Challenging a will
Relationship property laws if your partner has died
What if I owned property jointly with my partner?
If you owned property jointly with your partner, depending on how the ownership was structured, you might automatically own the property when they die (in other words, it’s not included in the estate).
For example, if you owned the house together, or jointly, this is known as “joint tenants”. The deed to the property would say something like: “Owned by [your name] and [your partner’s name]”. In this case, you become the sole owner of the house as soon as your partner died. You’ll need help from a lawyer to transfer the property into your sole name.
If you each owned a share of the house, this is known as “tenants in common”. The deed to the property would say something like: “Owned by [your name] as to a ½ share, and [your partner’s name] as to a ½ share”. In this case, the deceased’s share of the house would be included in their estate and passed to whoever is named in the will.
Although these terms refer to “tenants,” in this context they are about ownership, not about renting or leasing property.
What property will I get if my partner dies?
If you are the surviving spouse, civil union partner or de facto partner of the deceased, you can choose to either:
- take what is given to you in the will or, if there’s no will, by the laws of intestacy, or
- take the property that you would’ve received if you had separated from your partner (in other words, apply for a division of relationship property under the Property (Relationships) Act 1976).
Can I apply for a division of relationship property if I’m in a de facto relationship?
Yes, if you:
- are in a de facto relationship (see: “Marriages, civil unions and de facto relationships”), and either:
- you’ve been in that de facto relationship for three years or longer, or
- you’ve made a substantial contribution to the relationship, or
- there is a child of the relationship, and it would result in serious injustice to not allow you to make an application.
What happens if I choose to apply for a division of relationship property under the Act?
The property division rules that apply after death are largely the same as those that apply after separation (see: “Dividing your property when you split up”).
The general rule is that you will get a 50% of the relationship property. The other 50% will be part of the estate and distributed according to the will (or the laws of intestacy).
Usually, if you choose to get the relationship property, you won’t receive anything else from the estate, unless:
- the court thinks this would be an injustice, or
- if it’s clear that the deceased intended for you to take the gifts left in the will regardless.
Making a claim under the Act would be dealt with first, before any other person’s claim under inheritance law. This recognises that one spouse or partner should not be able to give away the other spouse’s or partner’s share of relationship property in their will.
What part of the estate becomes relationship property?
The court will presume (unless someone gives evidence showing otherwise) that all property owned individually by the deceased at the time of their death is relationship property. This includes any property earned by the estate (for example, if the estate continues to get rental income).
This doesn’t include:
- property that was dealt with in a contracting-out agreement (unless the agreement is set aside)
- property that the deceased inherited or that was gifted to them in some way (including from a trust), unless that property has become mixed up with (“intermingled in”) relationship property.
This only applies to property that the deceased owned individually.
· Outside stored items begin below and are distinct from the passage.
impl DatabaseExit {
    pub fn create(
        conn: &Connection,
        vault: &Vault,
        mut contents: ExitContents,
        private_key: Option<&str>,
    ) -> Result<Self, Error> {
        let mut addrs: Vec<IpAddr> = Vec::new();
        if let Some(v4) = contents.ipv4_addr {
            addrs.push(v4.into());
        }
        if let Some(v6) = contents.ipv6_addr {
            addrs.push(v6.into());
        }
        for addr in &addrs {
            if db::vpn_address_in_use(conn, *addr)? {
                return Err(Error::Conflict(format!("VPN address {addr} already assigned")));
            }
        }
        contents.permanent_guid = contents.public_key.clone();
        log::info!("creating exit node {}", contents.hostname);

        conn.execute(
            "INSERT INTO exits
               (server_id, hostname, endpoint, listen_port, ipv4_addr, ipv6_addr,
                public_key, private_key, permanent_guid, ssh_host_id)
             VALUES (?1, ?2, ?3, ?4, ?5, ?6, ?7, ?8, ?9, ?10)",
            params![
                contents.server_id,
                &*contents.hostname,
                contents.endpoint.to_string(),
                contents.listen_port,
                contents.ipv4_addr.map(|a| a.to_string()),
                contents.ipv6_addr.map(|a| a.to_string()),
                contents.public_key,
                private_key.map(|k| vault.seal(k)).transpose()?,
                contents.permanent_guid,
                contents.ssh_host_id,
            ],
        )?;
        let id = conn.last_insert_rowid();
        DatabasePeerOrder::append(conn, contents.server_id, PeerRole::Exit, id)?;
        DatabaseExitHealth::ensure(conn, id)?;
        Ok(Exit { id, contents }.into())
    }

    fn from_row(row: &rusqlite::Row) -> Result<Self, rusqlite::Error> {
        let parse_err = |_| rusqlite::Error::ExecuteReturnedResults;
        Ok(Exit {
            id: row.get(0)?,
            contents: ExitContents {
                server_id: row.get(1)?,
                hostname: row.get::<_, String>(2)?.parse().map_err(parse_err)?,
                endpoint: row.get::<_, String>(3)?.parse().map_err(parse_err)?,
                listen_port: row.get(4)?,
                ipv4_addr: row
                    .get::<_, Option<String>>(5)?
                    .and_then(|s| s.parse().ok()),
                ipv6_addr: row
                    .get::<_, Option<String>>(6)?
                    .and_then(|s| s.parse().ok()),
                public_key: row.get(7)?,
                permanent_guid: row.get(8)?,
                ssh_host_id: row.get(9)?,
            },
        }
        .into())
    }

    const SELECT: &'static str = "SELECT id, server_id, hostname, endpoint, listen_port,
        ipv4_addr, ipv6_addr, public_key, permanent_guid, ssh_host_id FROM exits";

    pub fn get(conn: &Connection, id: i64) -> Result<Self, Error> {
        Ok(conn.query_row(
            &format!("{} WHERE id = ?1", Self::SELECT),
            params![id],
            Self::from_row,
        )?)
    }

    pub fn get_by_name(conn: &Connection, name: &str) -> Result<Self, Error> {
        conn.query_row(
            &format!("{} WHERE hostname = ?1", Self::SELECT),
            params![name],
            Self::from_row,
        )
        .optional()?
        .ok_or_else(|| Error::not_found("exit node", name))
    }

    pub fn list(conn: &Connection) -> Result<Vec<Self>, Error> {
        let mut stmt = conn.prepare_cached(&format!("{} ORDER BY id", Self::SELECT))?;
        let exits = stmt
            .query_map([], Self::from_row)?
            .collect::<Result<_, _>>()?;
        Ok(exits)
    }

    pub fn private_key(&self, conn: &Connection, vault: &Vault) -> Result<Option<String>, Error> {
        let stored: Option<String> = conn.query_row(
            "SELECT private_key FROM exits WHERE id = ?1",
            params![self.id],
            |row| row.get(0),
        )?;
        vault.unseal_opt(stored)
    }

    pub fn rotate_keys(
        &mut self,
        conn: &Connection,
        vault: &Vault,
        keypair: &KeyPair,
        reason: &str,
    ) -> Result<(), Error> {
        let old_public = self.public_key.clone();
        let new_public = keypair.public.to_base64();
        conn.execute(
            "UPDATE exits SET public_key = ?1, private_key = ?2 WHERE id = ?3",
            params![new_public, vault.seal(&keypair.private.to_base64())?, self.id],
        )?;
        DatabaseRotation::record(
            conn,
            "exit",
            self.id,
            &self.permanent_guid,
            &old_public,
            &new_public,
            reason,
        )?;
        self.inner.contents.public_key = new_public;
        Ok(())
    }

    pub fn delete(conn: &Connection, id: i64) -> Result<(), Error> {
        let exit = Self::get(conn, id)?;
        DatabasePeerOrder::remove(conn, exit.server_id, PeerRole::Exit, id)?;
        conn.execute("DELETE FROM exits WHERE id = ?1", params![id])?;
        Ok(())
    }
}

#[derive(Debug)]
pub struct DatabaseExitGroup {
    pub inner: ExitGroup,
}

impl From<ExitGroup> for DatabaseExitGroup {
    fn from(inner: ExitGroup) -> Self {
        Self { inner }
    }
}

impl Deref for DatabaseExitGroup {
    type Target = ExitGroup;

    fn deref(&self) -> &Self::Target {
        &self.inner
    }
}

impl DatabaseExitGroup {
    pub fn create(conn: &Connection, contents: ExitGroupContents) -> Result<Self, Error> {
        conn.execute(
            "INSERT INTO exit_groups (name, strategy, check_interval_secs, check_timeout_secs)
             VALUES (?1, ?2, ?3, ?4)",
            params![
                contents.name,
                contents.strategy.as_str(),
                contents.check_interval_secs,
                contents.check_timeout_secs,
            ],
        )?;
        let id = conn.last_insert_rowid();
        Ok(ExitGroup { id, contents }.into())
    }

    fn from_row(row: &rusqlite::Row) -> Result<Self, rusqlite::Error> {
        Ok(ExitGroup {
            id: row.get(0)?,
            contents: ExitGroupContents {
                name: row.get(1)?,
                strategy: row
                    .get::<_, String>(2)?
                    .parse()
                    .map_err(|_| rusqlite::Error::ExecuteReturnedResults)?,
                check_interval_secs: row.get(3)?,
                check_timeout_secs: row.get(4)?,
            },
        }
        .into())
    }

    const SELECT: &'static str =
        "SELECT id, name, strategy, check_interval_secs, check_timeout_secs FROM exit_groups";

    pub fn get(conn: &Connection, id: i64) -> Result<Self, Error> {
        Ok(conn.query_row(
            &format!("{} WHERE id = ?1", Self::SELECT),
            params![id],
            Self::from_row,
        )?)
    }

    pub fn get_by_name(conn: &Connection, name: &str) -> Result<Self, Error> {
        conn.query_row(
            &format!("{} WHERE name = ?1", Self::SELECT),
            params![name],
            Self::from_row,
        )
        .optional()?
        .ok_or_else(|| Error::not_found("exit group", name))
    }

    pub fn list(conn: &Connection) -> Result<Vec<Self>, Error> {
        let mut stmt = conn.prepare_cached(&format!("{} ORDER BY name", Self::SELECT))?;
        let groups = stmt
            .query_map([], Self::from_row)?
            .collect::<Result<_, _>>()?;
        Ok(groups)
    }

    pub fn add_member(
        &self,
        conn: &Connection,
        exit_id: i64,
        static_priority: i64,
        weight: u32,
    ) -> Result<(), Error> {
        let seq: i64 = conn.query_row(
            "SELECT COALESCE(MAX(seq) + 1, 0) FROM exit_group_members WHERE group_id = ?1",
            params![self.id],
            |row| row.get(0),
        )?;
        conn.execute(
            "INSERT INTO exit_group_members
               (group_id, exit_id, seq, static_priority, weight)
             VALUES (?1, ?2, ?3, ?4, ?5)",
            params![self.id, exit_id, seq, static_priority, weight],
        )?;
        Ok(())
    }

    pub fn members(&self, conn: &Connection) -> Result<Vec<ExitGroupMember>, Error> {
        let mut stmt = conn.prepare_cached(
            "SELECT exit_id, seq, static_priority, priority_adjustment, weight, enabled
             FROM exit_group_members WHERE group_id = ?1 ORDER BY seq",
        )?;
        let members = stmt
            .query_map(params![self.id], |row| {
                Ok(ExitGroupMember {
                    exit_id: row.get(0)?,
                    seq: row.get(1)?,
                    static_priority: row.get(2)?,
                    priority_adjustment: row.get(3)?,
                    weight: row.get(4)?,
                    enabled: row.get(5)?,
                })
            })?
            .collect::<Result<_, _>>()?;
        Ok(members)
    }

    pub fn set_member_enabled(
        &self,
        conn: &Connection,
        exit_id: i64,
        enabled: bool,
    ) -> Result<(), Error> {
        conn.execute(
            "UPDATE exit_group_members SET enabled = ?1 WHERE group_id = ?2 AND exit_id = ?3",
            params![enabled, self.id, exit_id],
        )?;
        Ok(())
    }

    /// Round-robin cursor, advanced on every selection under that strategy.
    pub fn rr_cursor(&self, conn: &Connection) -> Result<i64, Error> {
        Ok(conn.query_row(
            "SELECT rr_cursor FROM exit_groups WHERE id = ?1",
            params![self.id],
            |row| row.get(0),
        )?)
    }

    pub fn set_rr_cursor(&self, conn: &Connection, cursor: i64) -> Result<(), Error> {
        conn.execute(
            "UPDATE exit_groups SET rr_cursor = ?1 WHERE id = ?2",
            params![cursor, self.id],
        )?;
        Ok(())
    }

    pub fn delete(conn: &Connection, id: i64) -> Result<(), Error> {
        match conn.execute("DELETE FROM exit_groups WHERE id = ?1", params![id])? {
            0 => Err(Error::not_found("exit group", id.to_string())),
            _ => Ok(()),
        }
    }
}

/// Health rows, one per exit node.
pub struct DatabaseExitHealth;

impl DatabaseExitHealth {
    pub fn ensure(conn: &Connection, exit_id: i64) -> Result<(), Error> {
        conn.execute(
            "INSERT OR IGNORE INTO exit_health (exit_id) VALUES (?1)",
            params![exit_id],
        )?;
        Ok(())
    }

    fn from_row(row: &rusqlite::Row) -> Result<ExitHealth, rusqlite::Error> {
        let samples: String = row.get(9)?;
        Ok(ExitHealth {
            exit_id: row.get(0)?,
            state: row
                .get::<_, String>(1)?
                .parse()
                .map_err(|_| rusqlite::Error::ExecuteReturnedResults)?,
            last_check_at: opt_ts(row.get(2)?),
            latency_ms: row.get(3)?,
            latency_samples: samples
                .split(',')
                .filter(|s| !s.is_empty())
                .filter_map(|s| s.parse().ok())
                .collect(),
            consecutive_failures: row.get(4)?,
            consecutive_successes: row.get(5)?,
            last_success_at: opt_ts(row.get(6)?),
            last_failure_at: opt_ts(row.get(7)?),
            failure_reason: row.get(8)?,
        })
    }

    const SELECT: &'static str = "SELECT exit_id, state, last_check_at, latency_ms,
        consecutive_failures, consecutive_successes, last_success_at, last_failure_at,
        failure_reason, latency_samples FROM exit_health";

    pub fn get(conn: &Connection, exit_id: i64) -> Result<ExitHealth, Error> {
        Self::ensure(conn, exit_id)?;
        Ok(conn.query_row(
            &format!("{} WHERE exit_id = ?1", Self::SELECT),
            params![exit_id],
            Self::from_row,
        )?)
    }

    pub fn list(conn: &Connection) -> Result<Vec<ExitHealth>, Error> {
        let mut stmt = conn.prepare_cached(&format!("{} ORDER BY exit_id", Self::SELECT))?;
        let rows = stmt
            .query_map([], Self::from_row)?
            .collect::<Result<_, _>>()?;
        Ok(rows)
    }

    pub fn store(conn: &Connection, health: &ExitHealth) -> Result<(), Error> {
        Self::ensure(conn, health.exit_id)?;
        let samples = health
            .latency_samples
            .iter()
            .map(|ms| ms.to_string())
            .collect::<Vec<_>>()
            .join(",");
        conn.execute(
            "UPDATE exit_health SET state = ?1, last_check_at = ?2, latency_ms = ?3,
                latency_samples = ?4, consecutive_failures = ?5, consecutive_successes = ?6,
                last_success_at = ?7, last_failure_at = ?8, failure_reason = ?9
             WHERE exit_id = ?10",
            params![
                health.state.as_str(),
                health.last_check_at.map(to_ts),
                health.latency_ms,
                samples,
                health.consecutive_failures,
                health.consecutive_successes,
                health.last_success_at.map(to_ts),
                health.last_failure_at.map(to_ts),
                health.failure_reason,
                health.exit_id,
            ],
        )?;
        Ok(())
    }
}

/// Append-only failover decisions.
pub struct DatabaseFailover;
If you owned something jointly with your partner, and if your partner dies, you will automatically own that property in full (see the example box).
How do I communicate my choice to the court?
You have to give written notice of your choice. This requires a signed certificate from a lawyer stating that they have explained the effect and consequences of your choice to you.
You must then give the notice to the executor/administrator of the estate. If administration hasn’t been granted yet, you’ll have to give notice in the appropriate registry of the High Court.
It’s important to get advice from a lawyer, because once you’ve made your choice, you usually can’t change your mind. However, the court can set aside a choice if it would be unjust to enforce it.
What is the time limit for making a choice?
You must choose whether to make a claim under the Property (Relationships) Act or to inherit property under the deceased’s will or the laws of intestacy:
- within six months of the date of death, if the estate is small enough not to require a grant of probate or letters of administration, or
- within six months after a grant of probate or letters of administration, if the estate is larger.
You must start proceedings within 12 months of either the date of death, or the grant of administration, whichever is applicable.
If you don’t make a choice, or you miss the deadline to begin court proceedings, the default is that the Act does not apply. The executor/administrator can distribute the estate according to the will (or the laws of intestacy if there is no will).
Note: You can apply for an extension of time. The court might extend the time limit if the estate hasn’t been completely distributed. However, the court will not undo any distributions that were made before it received your application.